(Beginning of Data listing)

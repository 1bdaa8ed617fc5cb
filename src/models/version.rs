use std::cmp::Ordering;

/// Name of the alias directory that always points at the newest release
pub const LATEST_ALIAS: &str = "latest";

/// A release identifier, taken verbatim from a directory name or marker file
#[derive(Debug, Clone, PartialEq, Eq, Hash)]
pub struct VersionId(String);

impl VersionId {
    pub fn new(id: impl Into<String>) -> Self {
        Self(id.into())
    }

    pub fn as_str(&self) -> &str {
        &self.0
    }

    /// Whether a directory entry name may be listed as a version
    pub fn is_listable(name: &str, mode: ListingMode) -> bool {
        if name.is_empty() || name.starts_with('.') {
            return false;
        }
        !(mode == ListingMode::ScanAlias && name == LATEST_ALIAS)
    }
}

impl std::fmt::Display for VersionId {
    fn fmt(&self, f: &mut std::fmt::Formatter<'_>) -> std::fmt::Result {
        f.write_str(&self.0)
    }
}

/// Where the release listing comes from
#[derive(Debug, Clone, Copy, PartialEq, Eq)]
pub enum ListingMode {
    /// Every non-hidden entry of the downloads directory is a version
    Scan,
    /// Like `Scan`, but the `latest` alias directory is skipped
    ScanAlias,
    /// A single marker file names the latest version; no listing
    Marker,
}

impl ListingMode {
    pub fn lists_versions(self) -> bool {
        !matches!(self, ListingMode::Marker)
    }
}

impl std::fmt::Display for ListingMode {
    fn fmt(&self, f: &mut std::fmt::Formatter<'_>) -> std::fmt::Result {
        match self {
            ListingMode::Scan => write!(f, "scan"),
            ListingMode::ScanAlias => write!(f, "scan_alias"),
            ListingMode::Marker => write!(f, "marker"),
        }
    }
}

impl std::str::FromStr for ListingMode {
    type Err = String;

    fn from_str(s: &str) -> Result<Self, Self::Err> {
        match s {
            "scan" => Ok(ListingMode::Scan),
            "scan_alias" => Ok(ListingMode::ScanAlias),
            "marker" => Ok(ListingMode::Marker),
            _ => Err(format!("Invalid listing mode: {}", s)),
        }
    }
}

/// Sort order applied to version listings
#[derive(Debug, Clone, Copy, PartialEq, Eq)]
pub enum VersionOrdering {
    /// Plain string order: "10.0" sorts before "2.0"
    Lexicographic,
    /// Numeric-aware order over `.`/`-` separated segments
    Natural,
}

impl VersionOrdering {
    pub fn compare(self, a: &VersionId, b: &VersionId) -> Ordering {
        match self {
            VersionOrdering::Lexicographic => a.as_str().cmp(b.as_str()),
            VersionOrdering::Natural => natural_cmp(a.as_str(), b.as_str()),
        }
    }

    pub fn sort(self, versions: &mut [VersionId]) {
        versions.sort_by(|a, b| self.compare(a, b));
    }
}

impl std::fmt::Display for VersionOrdering {
    fn fmt(&self, f: &mut std::fmt::Formatter<'_>) -> std::fmt::Result {
        match self {
            VersionOrdering::Lexicographic => write!(f, "lexicographic"),
            VersionOrdering::Natural => write!(f, "natural"),
        }
    }
}

impl std::str::FromStr for VersionOrdering {
    type Err = String;

    fn from_str(s: &str) -> Result<Self, Self::Err> {
        match s {
            "lexicographic" => Ok(VersionOrdering::Lexicographic),
            "natural" => Ok(VersionOrdering::Natural),
            _ => Err(format!("Invalid version ordering: {}", s)),
        }
    }
}

/// Segment-wise comparison; numeric segments compare as numbers and sort
/// before textual ones. Falls back to string order so the result is total.
fn natural_cmp(a: &str, b: &str) -> Ordering {
    let mut left = a.split(['.', '-']);
    let mut right = b.split(['.', '-']);

    loop {
        match (left.next(), right.next()) {
            (None, None) => return a.cmp(b),
            (None, Some(_)) => return Ordering::Less,
            (Some(_), None) => return Ordering::Greater,
            (Some(l), Some(r)) => {
                let ord = match (l.parse::<u64>(), r.parse::<u64>()) {
                    (Ok(x), Ok(y)) => x.cmp(&y),
                    (Ok(_), Err(_)) => Ordering::Less,
                    (Err(_), Ok(_)) => Ordering::Greater,
                    (Err(_), Err(_)) => l.cmp(r),
                };
                if ord != Ordering::Equal {
                    return ord;
                }
            }
        }
    }
}
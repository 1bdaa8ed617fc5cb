use async_trait::async_trait;
use std::path::{Path, PathBuf};
use tracing::debug;

use super::{parse_marker, ArtifactRepository, RepositoryError};
use crate::config::IndexConfig;
use crate::models::{ListingMode, VersionId, VersionOrdering};

/// Filesystem-backed repository; re-reads the disk on every call
pub struct FsRepository {
    downloads_dir: PathBuf,
    marker_file: PathBuf,
    mode: ListingMode,
    ordering: VersionOrdering,
}

impl FsRepository {
    pub fn new(config: &IndexConfig) -> Self {
        Self {
            downloads_dir: config.downloads_dir.clone(),
            marker_file: config.marker_file.clone(),
            mode: config.mode,
            ordering: config.ordering,
        }
    }

    async fn scan(&self) -> Result<Vec<VersionId>, RepositoryError> {
        let unavailable = |source: std::io::Error| RepositoryError::Unavailable {
            path: self.downloads_dir.clone(),
            source,
        };

        let mut entries = tokio::fs::read_dir(&self.downloads_dir)
            .await
            .map_err(unavailable)?;
        let mut versions = Vec::new();

        while let Some(entry) = entries.next_entry().await.map_err(unavailable)? {
            let name = match entry.file_name().into_string() {
                Ok(name) => name,
                Err(raw) => {
                    debug!("Skipping non UTF-8 entry {:?}", raw);
                    continue;
                }
            };

            if !VersionId::is_listable(&name, self.mode) {
                continue;
            }
            if !is_dir(&entry.path()).await {
                debug!("Skipping non-directory entry {}", name);
                continue;
            }

            versions.push(VersionId::new(name));
        }

        self.ordering.sort(&mut versions);
        debug!(
            "Found {} versions in {}",
            versions.len(),
            self.downloads_dir.display()
        );
        Ok(versions)
    }

    async fn read_marker(&self) -> Result<Option<VersionId>, RepositoryError> {
        let content = tokio::fs::read_to_string(&self.marker_file)
            .await
            .map_err(|source| RepositoryError::Unavailable {
                path: self.marker_file.clone(),
                source,
            })?;
        Ok(parse_marker(&content))
    }
}

/// Follows symlinks, so a `latest -> 2.0` link counts as a directory
async fn is_dir(path: &Path) -> bool {
    match tokio::fs::metadata(path).await {
        Ok(metadata) => metadata.is_dir(),
        Err(e) => {
            debug!("Cannot stat {}: {}", path.display(), e);
            false
        }
    }
}

#[async_trait]
impl ArtifactRepository for FsRepository {
    fn mode(&self) -> ListingMode {
        self.mode
    }

    async fn list_versions(&self) -> Result<Vec<VersionId>, RepositoryError> {
        if !self.mode.lists_versions() {
            return Ok(Vec::new());
        }
        self.scan().await
    }

    async fn latest_version(&self) -> Result<Option<VersionId>, RepositoryError> {
        match self.mode {
            ListingMode::Marker => self.read_marker().await,
            ListingMode::Scan | ListingMode::ScanAlias => Ok(self.list_versions().await?.pop()),
        }
    }
}
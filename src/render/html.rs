/// Markup builder that escapes everything except static template text.
///
/// Dynamic values can only enter through [`Html::text`] and [`Html::attr`],
/// both of which escape. Unescaped output is limited to `&'static str`.
#[derive(Debug, Default)]
pub struct Html {
    buf: String,
}

impl Html {
    pub fn new() -> Self {
        Self::default()
    }

    /// Template markup, written verbatim
    pub fn raw(&mut self, markup: &'static str) -> &mut Self {
        self.buf.push_str(markup);
        self
    }

    /// Text content, escaped
    pub fn text(&mut self, text: &str) -> &mut Self {
        escape_into(&mut self.buf, text);
        self
    }

    /// A double-quoted attribute value, escaped
    pub fn attr(&mut self, name: &'static str, value: &str) -> &mut Self {
        self.buf.push(' ');
        self.buf.push_str(name);
        self.buf.push_str("=\"");
        escape_into(&mut self.buf, value);
        self.buf.push('"');
        self
    }

    pub fn link(&mut self, href: &str, text: &str) -> &mut Self {
        self.raw("<a").attr("href", href).raw(">").text(text).raw("</a>")
    }

    pub fn into_string(self) -> String {
        self.buf
    }
}

fn escape_into(out: &mut String, content: &str) {
    for c in content.chars() {
        match c {
            '&' => out.push_str("&amp;"),
            '<' => out.push_str("&lt;"),
            '>' => out.push_str("&gt;"),
            '"' => out.push_str("&quot;"),
            '\'' => out.push_str("&#39;"),
            _ => out.push(c),
        }
    }
}
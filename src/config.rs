use std::env;
use std::net::SocketAddr;
use std::path::PathBuf;

use crate::models::{ListingMode, VersionOrdering};

/// Service configuration
#[derive(Debug, Clone)]
pub struct IndexConfig {
    pub downloads_dir: PathBuf,
    pub marker_file: PathBuf,
    /// URL prefix placed in front of every artifact link
    pub base_path: String,
    pub mode: ListingMode,
    pub ordering: VersionOrdering,
    pub bind_addr: SocketAddr,
    pub title: String,
}

#[derive(Debug, thiserror::Error)]
pub enum ConfigError {
    #[error("{var}: {message}")]
    Invalid { var: &'static str, message: String },
}

impl Default for IndexConfig {
    fn default() -> Self {
        Self {
            downloads_dir: PathBuf::from("downloads"),
            marker_file: PathBuf::from("latest_version"),
            base_path: "downloads".to_string(),
            mode: ListingMode::Marker,
            ordering: VersionOrdering::Lexicographic,
            bind_addr: SocketAddr::from(([0, 0, 0, 0], 8080)),
            title: "youtube-dl".to_string(),
        }
    }
}

impl IndexConfig {
    /// Defaults overridden by `DLINDEX_*` environment variables
    pub fn from_env() -> Result<Self, ConfigError> {
        Self::from_lookup(|key| env::var(key).ok())
    }

    fn from_lookup<F>(lookup: F) -> Result<Self, ConfigError>
    where
        F: Fn(&str) -> Option<String>,
    {
        let mut config = Self::default();

        if let Some(dir) = lookup("DLINDEX_DOWNLOADS_DIR") {
            config.downloads_dir = PathBuf::from(dir);
        }
        if let Some(marker) = lookup("DLINDEX_MARKER_FILE") {
            config.marker_file = PathBuf::from(marker);
        }
        if let Some(base) = lookup("DLINDEX_BASE_PATH") {
            config.base_path = base.trim_end_matches('/').to_string();
        }
        if let Some(mode) = lookup("DLINDEX_MODE") {
            config.mode = mode.parse().map_err(|message| ConfigError::Invalid {
                var: "DLINDEX_MODE",
                message,
            })?;
        }
        if let Some(ordering) = lookup("DLINDEX_ORDERING") {
            config.ordering = ordering.parse().map_err(|message| ConfigError::Invalid {
                var: "DLINDEX_ORDERING",
                message,
            })?;
        }
        if let Some(bind) = lookup("DLINDEX_BIND") {
            config.bind_addr = bind.parse().map_err(|e| ConfigError::Invalid {
                var: "DLINDEX_BIND",
                message: format!("Invalid bind address {}: {}", bind, e),
            })?;
        }
        if let Some(title) = lookup("DLINDEX_TITLE") {
            config.title = title;
        }

        Ok(config)
    }
}
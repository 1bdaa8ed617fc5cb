use axum::{
    extract::State,
    response::{Html, IntoResponse},
};

use crate::error::{IndexError, IndexErrorPage};
use crate::render::{render_index, IndexPage};
use crate::repository::ArtifactRepository;
use crate::AppState;

pub fn routes() -> axum::Router<AppState> {
    axum::Router::new().route("/", axum::routing::get(index_page))
}

/// GET /
/// Render the download index from a fresh read of the release source
async fn index_page(State(state): State<AppState>) -> Result<impl IntoResponse, IndexErrorPage> {
    let listing = state
        .repository
        .snapshot()
        .await
        .map_err(|e| IndexErrorPage {
            error: IndexError::from(e),
            title: state.config.title.clone(),
        })?;

    Ok(Html(render_index(&IndexPage {
        title: &state.config.title,
        base_path: &state.config.base_path,
        mode: state.repository.mode(),
        listing: &listing,
    })))
}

(End of Data listing)

**Task details:** Beginning with the line that has "#[derive(Debug, Default)]" and ending with the line that has "pub fn raw(&mut", set down the lines above exactly and include no others.

**Answer section:**
#[derive(Debug, Default)]
pub struct Html {
    buf: String,
}

impl Html {
    pub fn new() -> Self {
        Self::default()
    }

    /// Template markup, written verbatim
    pub fn raw(&mut self, markup: &'static str) -> &mut Self {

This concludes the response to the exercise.